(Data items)
//! Board source port
//!
//! Defines the interface for reading a board snapshot.

use serde::{Deserialize, Serialize};

use super::super::models::{BoardList, Card};

/// Board metadata shown in reports
#[derive(Debug, Clone, PartialEq, Eq, Serialize, Deserialize)]
pub struct BoardInfo {
    /// Board identifier
    pub id: String,
    /// Board name
    pub name: String,
    /// Board URL
    #[serde(default)]
    pub url: String,
}

/// Read-only access to a project board
///
/// The core treats whatever this returns as an opaque snapshot taken once
/// per invocation.
pub trait BoardSource {
    /// Board metadata
    fn board(&self, board_id: &str) -> anyhow::Result<BoardInfo>;

    /// Open lists on the board, in board order
    fn lists(&self, board_id: &str) -> anyhow::Result<Vec<BoardList>>;

    /// All open cards on the board
    fn cards(&self, board_id: &str) -> anyhow::Result<Vec<Card>>;
}
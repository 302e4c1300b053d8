//! Labels command - manage the labels that mark cards as in-sprint

use trello_sprint::core::services::board_label_names;
use trello_sprint::output::{ListResult, OperationResult};

use super::board::{load_board, load_settings};
use crate::cli::app::{LabelsAction, Session};

/// Handle sprint label subcommands
pub fn labels(action: LabelsAction, session: &Session) -> anyhow::Result<()> {
    let (store, mut settings) = load_settings()?;

    let message = match action {
        LabelsAction::Add { names } => {
            let added = settings.add_sprint_labels(names);
            settings.save_sprint_labels(&store)?;
            format!("Added {added} sprint label(s)")
        },
        LabelsAction::Remove { names } => {
            let removed = settings.remove_sprint_labels(&names);
            settings.save_sprint_labels(&store)?;
            format!("Removed {removed} sprint label(s)")
        },
        LabelsAction::List { available } => {
            let result = if available {
                let board = load_board(session)?;
                ListResult {
                    title: format!("Labels on {}", board.info.name),
                    items: board_label_names(&board.cards),
                }
            } else {
                ListResult {
                    title: "Sprint labels".to_string(),
                    items: settings.sprint_labels,
                }
            };
            result.render(session.output_mode);
            return Ok(());
        },
    };

    OperationResult::ok(message).render(session.output_mode);
    Ok(())
}
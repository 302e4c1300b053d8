//! Business logic services
//!
//! Pure logic that operates on domain models.
//! These services have no I/O dependencies - they operate on
//! data passed in and return results.
//!
//! - [`membership`] - Decide which cards belong to the sprint
//! - [`burndown`] - Build the expected and actual weekly series
//! - [`grouping`] - Group outstanding sprint cards by list
//! - [`resolve`] - Map configured names onto board identifiers

pub mod burndown;
pub mod grouping;
pub mod membership;
pub mod resolve;

pub use burndown::{build_burndown, build_burndown_with};
pub use grouping::{ListGroup, group_remaining};
pub use membership::select_sprint_cards;
pub use resolve::{board_label_names, known_done_columns, resolve_done_list_ids};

YOUR INSTRUCTIONS: An exact copy of every entry is what's needed, so retype them all.

RESPONSE TO THE TASK:
//! Board source port
//!
//! Defines the interface for reading a board snapshot.

use serde::{Deserialize, Serialize};

use super::super::models::{BoardList, Card};

/// Board metadata shown in reports
#[derive(Debug, Clone, PartialEq, Eq, Serialize, Deserialize)]
pub struct BoardInfo {
    /// Board identifier
    pub id: String,
    /// Board name
    pub name: String,
    /// Board URL
    #[serde(default)]
    pub url: String,
}

/// Read-only access to a project board
///
/// The core treats whatever this returns as an opaque snapshot taken once
/// per invocation.
pub trait BoardSource {
    /// Board metadata
    fn board(&self, board_id: &str) -> anyhow::Result<BoardInfo>;

    /// Open lists on the board, in board order
    fn lists(&self, board_id: &str) -> anyhow::Result<Vec<BoardList>>;

    /// All open cards on the board
    fn cards(&self, board_id: &str) -> anyhow::Result<Vec<Card>>;
}
repository 302e4c1300b053d8
//! Labels command - manage the labels that mark cards as in-sprint

use trello_sprint::core::services::board_label_names;
use trello_sprint::output::{ListResult, OperationResult};

use super::board::{load_board, load_settings};
use crate::cli::app::{LabelsAction, Session};

/// Handle sprint label subcommands
pub fn labels(action: LabelsAction, session: &Session) -> anyhow::Result<()> {
    let (store, mut settings) = load_settings()?;

    let message = match action {
        LabelsAction::Add { names } => {
            let added = settings.add_sprint_labels(names);
            settings.save_sprint_labels(&store)?;
            format!("Added {added} sprint label(s)")
        },
        LabelsAction::Remove { names } => {
            let removed = settings.remove_sprint_labels(&names);
            settings.save_sprint_labels(&store)?;
            format!("Removed {removed} sprint label(s)")
        },
        LabelsAction::List { available } => {
            let result = if available {
                let board = load_board(session)?;
                ListResult {
                    title: format!("Labels on {}", board.info.name),
                    items: board_label_names(&board.cards),
                }
            } else {
                ListResult {
                    title: "Sprint labels".to_string(),
                    items: settings.sprint_labels,
                }
            };
            result.render(session.output_mode);
            return Ok(());
        },
    };

    OperationResult::ok(message).render(session.output_mode);
    Ok(())
}
repository 302e4c1300b053d8
//! Business logic services
//!
//! Pure logic that operates on domain models.
//! These services have no I/O dependencies - they operate on
//! data passed in and return results.
//!
//! - [`membership`] - Decide which cards belong to the sprint
//! - [`burndown`] - Build the expected and actual weekly series
//! - [`grouping`] - Group outstanding sprint cards by list
//! - [`resolve`] - Map configured names onto board identifiers

pub mod burndown;
pub mod grouping;
pub mod membership;
pub mod resolve;

pub use burndown::{build_burndown, build_burndown_with};
pub use grouping::{ListGroup, group_remaining};
pub use membership::select_sprint_cards;
pub use resolve::{board_label_names, known_done_columns, resolve_done_list_ids};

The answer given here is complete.